> **Exercise brief**:
Within the listing below, the lines containing "JitError" are to be counted. Give the number only.

++++ Data records

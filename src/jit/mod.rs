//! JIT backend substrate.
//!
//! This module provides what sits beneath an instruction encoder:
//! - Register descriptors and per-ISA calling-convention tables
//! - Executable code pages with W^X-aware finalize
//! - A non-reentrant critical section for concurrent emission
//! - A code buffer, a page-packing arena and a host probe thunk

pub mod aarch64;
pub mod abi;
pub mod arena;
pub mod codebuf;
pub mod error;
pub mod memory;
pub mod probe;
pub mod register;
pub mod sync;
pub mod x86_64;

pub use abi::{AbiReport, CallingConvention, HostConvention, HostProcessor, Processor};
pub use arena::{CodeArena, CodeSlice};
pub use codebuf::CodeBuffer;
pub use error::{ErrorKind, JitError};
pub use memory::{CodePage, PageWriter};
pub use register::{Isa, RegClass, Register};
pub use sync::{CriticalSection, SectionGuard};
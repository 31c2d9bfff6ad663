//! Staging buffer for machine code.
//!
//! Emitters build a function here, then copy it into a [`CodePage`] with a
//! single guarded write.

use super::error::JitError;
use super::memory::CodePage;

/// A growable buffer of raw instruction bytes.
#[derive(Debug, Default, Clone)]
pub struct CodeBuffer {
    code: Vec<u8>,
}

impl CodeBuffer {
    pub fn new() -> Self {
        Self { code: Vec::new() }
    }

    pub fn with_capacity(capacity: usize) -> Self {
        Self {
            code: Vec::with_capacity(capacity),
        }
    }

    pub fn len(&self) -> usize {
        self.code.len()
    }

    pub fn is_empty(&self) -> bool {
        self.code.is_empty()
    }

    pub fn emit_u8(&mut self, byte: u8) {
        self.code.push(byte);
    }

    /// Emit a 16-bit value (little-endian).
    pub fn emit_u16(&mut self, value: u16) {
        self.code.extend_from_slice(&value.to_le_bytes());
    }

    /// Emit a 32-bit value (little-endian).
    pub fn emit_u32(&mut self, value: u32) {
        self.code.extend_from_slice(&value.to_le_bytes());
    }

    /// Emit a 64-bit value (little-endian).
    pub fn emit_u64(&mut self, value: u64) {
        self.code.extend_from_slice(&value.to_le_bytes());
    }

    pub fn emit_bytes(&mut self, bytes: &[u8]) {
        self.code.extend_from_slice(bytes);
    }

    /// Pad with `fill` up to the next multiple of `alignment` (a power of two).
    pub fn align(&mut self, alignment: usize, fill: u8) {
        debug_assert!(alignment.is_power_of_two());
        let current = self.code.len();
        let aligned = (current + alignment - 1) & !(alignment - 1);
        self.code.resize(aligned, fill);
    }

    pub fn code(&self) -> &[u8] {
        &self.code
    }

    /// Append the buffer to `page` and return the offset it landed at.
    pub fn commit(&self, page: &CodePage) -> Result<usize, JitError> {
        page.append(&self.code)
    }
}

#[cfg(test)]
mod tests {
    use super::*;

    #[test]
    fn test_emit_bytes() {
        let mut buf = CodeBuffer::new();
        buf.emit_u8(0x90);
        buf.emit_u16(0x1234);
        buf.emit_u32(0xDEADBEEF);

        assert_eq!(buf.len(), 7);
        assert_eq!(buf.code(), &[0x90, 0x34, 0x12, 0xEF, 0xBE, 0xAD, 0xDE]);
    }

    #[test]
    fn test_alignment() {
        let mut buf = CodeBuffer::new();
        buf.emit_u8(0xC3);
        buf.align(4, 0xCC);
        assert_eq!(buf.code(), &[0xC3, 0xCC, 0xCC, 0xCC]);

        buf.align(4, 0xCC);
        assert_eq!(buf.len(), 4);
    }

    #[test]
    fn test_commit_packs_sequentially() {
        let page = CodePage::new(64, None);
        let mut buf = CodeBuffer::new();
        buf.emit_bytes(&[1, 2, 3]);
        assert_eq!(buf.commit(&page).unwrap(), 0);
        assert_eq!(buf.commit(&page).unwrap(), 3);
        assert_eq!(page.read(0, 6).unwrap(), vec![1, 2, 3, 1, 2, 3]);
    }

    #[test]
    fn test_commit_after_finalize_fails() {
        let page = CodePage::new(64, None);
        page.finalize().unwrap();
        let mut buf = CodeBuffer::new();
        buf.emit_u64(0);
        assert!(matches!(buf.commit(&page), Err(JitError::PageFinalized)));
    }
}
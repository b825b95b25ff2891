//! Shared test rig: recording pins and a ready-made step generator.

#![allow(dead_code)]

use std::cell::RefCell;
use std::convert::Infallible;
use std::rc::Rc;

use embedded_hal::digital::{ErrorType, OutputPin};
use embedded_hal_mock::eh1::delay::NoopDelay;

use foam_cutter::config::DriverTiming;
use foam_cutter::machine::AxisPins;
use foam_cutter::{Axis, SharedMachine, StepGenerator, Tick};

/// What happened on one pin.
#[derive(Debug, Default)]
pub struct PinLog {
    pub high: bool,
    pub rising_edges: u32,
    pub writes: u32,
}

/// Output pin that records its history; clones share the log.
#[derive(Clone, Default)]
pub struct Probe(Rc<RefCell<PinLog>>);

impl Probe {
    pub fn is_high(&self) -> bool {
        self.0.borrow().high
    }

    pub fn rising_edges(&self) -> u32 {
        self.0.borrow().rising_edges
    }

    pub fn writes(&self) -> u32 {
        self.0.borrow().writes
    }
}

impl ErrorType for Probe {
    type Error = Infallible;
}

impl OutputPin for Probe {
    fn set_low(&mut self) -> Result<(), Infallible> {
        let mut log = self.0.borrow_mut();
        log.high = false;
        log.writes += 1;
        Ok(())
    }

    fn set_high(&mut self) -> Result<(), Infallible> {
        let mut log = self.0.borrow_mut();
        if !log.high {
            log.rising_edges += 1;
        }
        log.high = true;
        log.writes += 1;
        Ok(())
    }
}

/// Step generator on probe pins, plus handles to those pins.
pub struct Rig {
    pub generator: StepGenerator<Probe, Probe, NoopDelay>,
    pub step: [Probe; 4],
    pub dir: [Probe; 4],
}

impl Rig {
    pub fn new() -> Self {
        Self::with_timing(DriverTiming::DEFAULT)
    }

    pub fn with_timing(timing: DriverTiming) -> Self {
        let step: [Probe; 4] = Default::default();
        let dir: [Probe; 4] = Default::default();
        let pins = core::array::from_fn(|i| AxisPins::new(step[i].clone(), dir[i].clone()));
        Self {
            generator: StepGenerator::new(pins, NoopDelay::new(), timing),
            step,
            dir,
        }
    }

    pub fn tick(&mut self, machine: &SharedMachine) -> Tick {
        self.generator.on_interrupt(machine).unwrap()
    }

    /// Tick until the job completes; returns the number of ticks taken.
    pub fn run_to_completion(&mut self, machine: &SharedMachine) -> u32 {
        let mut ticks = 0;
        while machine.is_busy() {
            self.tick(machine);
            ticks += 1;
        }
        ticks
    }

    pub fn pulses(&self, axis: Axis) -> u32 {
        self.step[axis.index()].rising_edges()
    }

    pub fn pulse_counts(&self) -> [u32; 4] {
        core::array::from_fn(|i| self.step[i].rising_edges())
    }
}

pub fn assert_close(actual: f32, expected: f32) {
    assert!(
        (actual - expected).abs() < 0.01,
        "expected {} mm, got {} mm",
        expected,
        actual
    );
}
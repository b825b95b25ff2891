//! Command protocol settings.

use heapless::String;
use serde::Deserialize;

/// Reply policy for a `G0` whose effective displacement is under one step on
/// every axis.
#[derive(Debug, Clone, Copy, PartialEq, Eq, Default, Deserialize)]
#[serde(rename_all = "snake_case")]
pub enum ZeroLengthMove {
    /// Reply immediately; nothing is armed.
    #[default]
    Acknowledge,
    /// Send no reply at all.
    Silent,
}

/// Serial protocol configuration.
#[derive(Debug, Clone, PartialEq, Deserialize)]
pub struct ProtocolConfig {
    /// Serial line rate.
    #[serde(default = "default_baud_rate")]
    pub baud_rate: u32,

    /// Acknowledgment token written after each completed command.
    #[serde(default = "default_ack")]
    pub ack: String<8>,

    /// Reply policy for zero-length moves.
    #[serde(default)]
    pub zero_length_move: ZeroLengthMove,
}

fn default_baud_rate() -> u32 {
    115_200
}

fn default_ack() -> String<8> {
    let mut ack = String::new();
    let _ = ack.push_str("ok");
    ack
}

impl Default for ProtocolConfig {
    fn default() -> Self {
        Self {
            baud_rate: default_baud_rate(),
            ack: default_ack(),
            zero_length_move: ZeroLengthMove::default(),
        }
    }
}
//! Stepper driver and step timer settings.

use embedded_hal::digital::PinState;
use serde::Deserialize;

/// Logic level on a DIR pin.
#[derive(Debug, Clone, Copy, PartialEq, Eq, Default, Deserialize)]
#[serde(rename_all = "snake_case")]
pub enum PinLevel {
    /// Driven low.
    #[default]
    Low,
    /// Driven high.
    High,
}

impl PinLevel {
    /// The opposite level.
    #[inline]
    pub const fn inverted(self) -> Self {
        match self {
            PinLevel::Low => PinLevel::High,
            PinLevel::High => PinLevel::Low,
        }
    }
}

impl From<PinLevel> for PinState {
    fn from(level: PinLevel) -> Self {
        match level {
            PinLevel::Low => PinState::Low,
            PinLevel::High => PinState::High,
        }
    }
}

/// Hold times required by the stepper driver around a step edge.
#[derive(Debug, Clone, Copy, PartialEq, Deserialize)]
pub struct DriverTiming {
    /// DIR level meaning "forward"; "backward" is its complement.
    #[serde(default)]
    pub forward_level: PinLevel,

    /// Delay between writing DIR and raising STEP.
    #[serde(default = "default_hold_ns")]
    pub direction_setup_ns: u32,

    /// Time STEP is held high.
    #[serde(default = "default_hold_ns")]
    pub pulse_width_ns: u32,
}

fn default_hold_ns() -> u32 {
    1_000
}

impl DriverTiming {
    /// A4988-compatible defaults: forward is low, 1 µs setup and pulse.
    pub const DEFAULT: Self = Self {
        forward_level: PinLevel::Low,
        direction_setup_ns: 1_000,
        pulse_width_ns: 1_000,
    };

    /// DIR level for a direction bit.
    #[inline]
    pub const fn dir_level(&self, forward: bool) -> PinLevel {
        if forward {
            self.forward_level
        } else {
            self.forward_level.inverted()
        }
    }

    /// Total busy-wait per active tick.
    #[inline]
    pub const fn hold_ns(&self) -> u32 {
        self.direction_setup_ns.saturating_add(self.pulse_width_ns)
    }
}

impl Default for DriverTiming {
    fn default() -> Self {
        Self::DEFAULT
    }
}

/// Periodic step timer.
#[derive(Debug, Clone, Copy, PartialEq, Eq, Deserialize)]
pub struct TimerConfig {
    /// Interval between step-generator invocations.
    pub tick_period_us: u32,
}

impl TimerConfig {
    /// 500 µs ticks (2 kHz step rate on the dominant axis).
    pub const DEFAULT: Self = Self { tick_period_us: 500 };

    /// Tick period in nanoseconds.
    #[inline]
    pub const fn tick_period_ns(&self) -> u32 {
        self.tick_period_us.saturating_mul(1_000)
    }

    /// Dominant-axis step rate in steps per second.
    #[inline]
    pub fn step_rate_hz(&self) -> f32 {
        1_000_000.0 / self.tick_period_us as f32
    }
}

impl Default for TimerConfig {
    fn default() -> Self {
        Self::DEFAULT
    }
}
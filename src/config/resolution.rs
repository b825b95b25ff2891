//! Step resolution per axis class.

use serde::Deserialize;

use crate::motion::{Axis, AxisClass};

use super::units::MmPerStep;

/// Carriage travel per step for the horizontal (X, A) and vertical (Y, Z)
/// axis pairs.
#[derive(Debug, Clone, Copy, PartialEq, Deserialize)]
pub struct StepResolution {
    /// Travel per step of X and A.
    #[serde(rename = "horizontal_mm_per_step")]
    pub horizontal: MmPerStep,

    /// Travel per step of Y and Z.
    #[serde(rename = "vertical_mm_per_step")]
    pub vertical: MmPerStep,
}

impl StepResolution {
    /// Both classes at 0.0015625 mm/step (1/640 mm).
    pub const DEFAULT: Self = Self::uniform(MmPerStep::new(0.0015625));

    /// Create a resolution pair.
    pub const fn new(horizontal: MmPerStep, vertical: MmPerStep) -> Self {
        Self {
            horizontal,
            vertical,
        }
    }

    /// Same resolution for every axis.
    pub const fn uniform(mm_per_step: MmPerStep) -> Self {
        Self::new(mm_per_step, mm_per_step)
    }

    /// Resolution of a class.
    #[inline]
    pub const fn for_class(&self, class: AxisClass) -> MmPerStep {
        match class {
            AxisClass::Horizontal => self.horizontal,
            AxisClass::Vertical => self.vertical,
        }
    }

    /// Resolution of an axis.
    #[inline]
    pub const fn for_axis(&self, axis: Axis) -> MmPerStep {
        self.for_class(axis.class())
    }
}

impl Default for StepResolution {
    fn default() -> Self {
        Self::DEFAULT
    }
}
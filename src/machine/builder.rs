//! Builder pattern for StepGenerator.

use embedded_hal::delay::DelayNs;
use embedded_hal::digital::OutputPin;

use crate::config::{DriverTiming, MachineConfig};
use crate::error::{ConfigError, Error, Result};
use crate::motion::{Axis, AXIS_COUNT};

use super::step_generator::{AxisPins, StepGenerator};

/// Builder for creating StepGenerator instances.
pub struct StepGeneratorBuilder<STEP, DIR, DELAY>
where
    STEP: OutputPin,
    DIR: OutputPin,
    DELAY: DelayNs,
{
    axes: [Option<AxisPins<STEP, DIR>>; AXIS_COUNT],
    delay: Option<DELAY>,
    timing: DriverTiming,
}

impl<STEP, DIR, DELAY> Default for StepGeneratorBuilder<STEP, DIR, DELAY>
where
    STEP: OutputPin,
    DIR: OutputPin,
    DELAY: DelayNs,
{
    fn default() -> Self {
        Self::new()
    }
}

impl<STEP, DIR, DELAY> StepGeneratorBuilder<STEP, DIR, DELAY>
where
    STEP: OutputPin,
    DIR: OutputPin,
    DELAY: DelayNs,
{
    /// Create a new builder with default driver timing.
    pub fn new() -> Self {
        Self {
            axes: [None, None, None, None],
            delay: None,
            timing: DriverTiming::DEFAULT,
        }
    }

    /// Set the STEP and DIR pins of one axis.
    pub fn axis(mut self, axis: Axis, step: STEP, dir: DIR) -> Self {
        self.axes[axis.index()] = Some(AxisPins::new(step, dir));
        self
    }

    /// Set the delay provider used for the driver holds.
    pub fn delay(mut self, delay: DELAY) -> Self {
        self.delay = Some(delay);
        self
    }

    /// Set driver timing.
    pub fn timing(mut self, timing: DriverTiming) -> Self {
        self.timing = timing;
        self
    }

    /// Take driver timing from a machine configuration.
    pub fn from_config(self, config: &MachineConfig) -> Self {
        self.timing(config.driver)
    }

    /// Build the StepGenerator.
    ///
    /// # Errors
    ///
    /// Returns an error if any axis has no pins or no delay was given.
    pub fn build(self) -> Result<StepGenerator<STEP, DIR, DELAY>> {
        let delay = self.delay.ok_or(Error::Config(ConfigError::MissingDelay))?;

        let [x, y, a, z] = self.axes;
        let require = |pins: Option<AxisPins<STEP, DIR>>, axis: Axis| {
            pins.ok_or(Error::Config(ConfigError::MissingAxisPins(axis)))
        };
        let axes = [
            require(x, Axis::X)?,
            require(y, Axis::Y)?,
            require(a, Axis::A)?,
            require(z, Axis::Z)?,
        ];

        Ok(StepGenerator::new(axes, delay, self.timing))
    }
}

++++++++

> **Exercise result**:
4